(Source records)
▼
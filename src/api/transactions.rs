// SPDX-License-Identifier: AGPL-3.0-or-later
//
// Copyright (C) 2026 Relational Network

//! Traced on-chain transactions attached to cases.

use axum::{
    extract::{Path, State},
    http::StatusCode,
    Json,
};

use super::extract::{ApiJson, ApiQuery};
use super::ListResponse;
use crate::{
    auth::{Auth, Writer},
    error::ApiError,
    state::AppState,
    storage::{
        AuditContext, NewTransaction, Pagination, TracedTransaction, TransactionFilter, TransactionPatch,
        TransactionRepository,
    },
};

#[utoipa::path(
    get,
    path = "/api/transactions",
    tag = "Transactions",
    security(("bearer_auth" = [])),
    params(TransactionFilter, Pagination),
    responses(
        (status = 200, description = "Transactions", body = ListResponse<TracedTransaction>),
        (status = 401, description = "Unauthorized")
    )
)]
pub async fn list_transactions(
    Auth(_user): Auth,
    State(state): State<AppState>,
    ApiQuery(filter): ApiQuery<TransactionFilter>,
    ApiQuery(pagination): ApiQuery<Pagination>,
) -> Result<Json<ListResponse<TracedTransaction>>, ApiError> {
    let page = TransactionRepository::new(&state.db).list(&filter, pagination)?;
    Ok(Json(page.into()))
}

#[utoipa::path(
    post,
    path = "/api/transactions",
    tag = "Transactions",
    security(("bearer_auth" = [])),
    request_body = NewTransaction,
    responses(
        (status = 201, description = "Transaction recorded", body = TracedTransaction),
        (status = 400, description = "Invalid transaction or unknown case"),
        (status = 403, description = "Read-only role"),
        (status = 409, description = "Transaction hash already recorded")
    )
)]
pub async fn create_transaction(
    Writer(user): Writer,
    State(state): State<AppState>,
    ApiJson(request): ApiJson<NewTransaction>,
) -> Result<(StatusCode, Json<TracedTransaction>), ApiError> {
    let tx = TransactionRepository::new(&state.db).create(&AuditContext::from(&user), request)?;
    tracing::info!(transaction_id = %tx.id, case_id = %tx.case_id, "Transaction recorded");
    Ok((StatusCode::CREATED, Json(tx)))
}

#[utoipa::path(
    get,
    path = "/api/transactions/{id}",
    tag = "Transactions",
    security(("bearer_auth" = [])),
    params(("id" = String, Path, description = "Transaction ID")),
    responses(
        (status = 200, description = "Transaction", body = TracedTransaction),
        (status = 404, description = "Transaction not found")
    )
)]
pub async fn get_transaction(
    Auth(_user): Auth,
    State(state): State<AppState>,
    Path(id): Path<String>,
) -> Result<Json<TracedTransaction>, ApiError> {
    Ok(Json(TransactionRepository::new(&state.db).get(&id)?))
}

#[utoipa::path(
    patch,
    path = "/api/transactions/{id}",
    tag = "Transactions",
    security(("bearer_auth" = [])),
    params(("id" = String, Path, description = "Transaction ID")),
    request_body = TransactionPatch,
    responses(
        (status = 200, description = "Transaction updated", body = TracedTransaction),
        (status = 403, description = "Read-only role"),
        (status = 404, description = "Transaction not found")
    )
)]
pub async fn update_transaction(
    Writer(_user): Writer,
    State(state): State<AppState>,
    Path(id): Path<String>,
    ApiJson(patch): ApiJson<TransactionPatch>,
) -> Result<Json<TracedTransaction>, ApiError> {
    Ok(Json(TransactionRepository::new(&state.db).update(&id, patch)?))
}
▲
**PROBLEM TO WORK ON**
So that nothing is lost, please reproduce each entry exactly as written.

**RESPONSE**
filename src/api/transactions.rs
// SPDX-License-Identifier: AGPL-3.0-or-later
//
// Copyright (C) 2026 Relational Network

//! Traced on-chain transactions attached to cases.

use axum::{
    extract::{Path, State},
    http::StatusCode,
    Json,
};

use super::extract::{ApiJson, ApiQuery};
use super::ListResponse;
use crate::{
    auth::{Auth, Writer},
    error::ApiError,
    state::AppState,
    storage::{
        AuditContext, NewTransaction, Pagination, TracedTransaction, TransactionFilter, TransactionPatch,
        TransactionRepository,
    },
};

#[utoipa::path(
    get,
    path = "/api/transactions",
    tag = "Transactions",
    security(("bearer_auth" = [])),
    params(TransactionFilter, Pagination),
    responses(
        (status = 200, description = "Transactions", body = ListResponse<TracedTransaction>),
        (status = 401, description = "Unauthorized")
    )
)]
pub async fn list_transactions(
    Auth(_user): Auth,
    State(state): State<AppState>,
    ApiQuery(filter): ApiQuery<TransactionFilter>,
    ApiQuery(pagination): ApiQuery<Pagination>,
) -> Result<Json<ListResponse<TracedTransaction>>, ApiError> {
    let page = TransactionRepository::new(&state.db).list(&filter, pagination)?;
    Ok(Json(page.into()))
}

#[utoipa::path(
    post,
    path = "/api/transactions",
    tag = "Transactions",
    security(("bearer_auth" = [])),
    request_body = NewTransaction,
    responses(
        (status = 201, description = "Transaction recorded", body = TracedTransaction),
        (status = 400, description = "Invalid transaction or unknown case"),
        (status = 403, description = "Read-only role"),
        (status = 409, description = "Transaction hash already recorded")
    )
)]
pub async fn create_transaction(
    Writer(user): Writer,
    State(state): State<AppState>,
    ApiJson(request): ApiJson<NewTransaction>,
) -> Result<(StatusCode, Json<TracedTransaction>), ApiError> {
    let tx = TransactionRepository::new(&state.db).create(&AuditContext::from(&user), request)?;
    tracing::info!(transaction_id = %tx.id, case_id = %tx.case_id, "Transaction recorded");
    Ok((StatusCode::CREATED, Json(tx)))
}

#[utoipa::path(
    get,
    path = "/api/transactions/{id}",
    tag = "Transactions",
    security(("bearer_auth" = [])),
    params(("id" = String, Path, description = "Transaction ID")),
    responses(
        (status = 200, description = "Transaction", body = TracedTransaction),
        (status = 404, description = "Transaction not found")
    )
)]
pub async fn get_transaction(
    Auth(_user): Auth,
    State(state): State<AppState>,
    Path(id): Path<String>,
) -> Result<Json<TracedTransaction>, ApiError> {
    Ok(Json(TransactionRepository::new(&state.db).get(&id)?))
}

#[utoipa::path(
    patch,
    path = "/api/transactions/{id}",
    tag = "Transactions",
    security(("bearer_auth" = [])),
    params(("id" = String, Path, description = "Transaction ID")),
    request_body = TransactionPatch,
    responses(
        (status = 200, description = "Transaction updated", body = TracedTransaction),
        (status = 403, description = "Read-only role"),
        (status = 404, description = "Transaction not found")
    )
)]
pub async fn update_transaction(
    Writer(_user): Writer,
    State(state): State<AppState>,
    Path(id): Path<String>,
    ApiJson(patch): ApiJson<TransactionPatch>,
) -> Result<Json<TracedTransaction>, ApiError> {
    Ok(Json(TransactionRepository::new(&state.db).update(&id, patch)?))
}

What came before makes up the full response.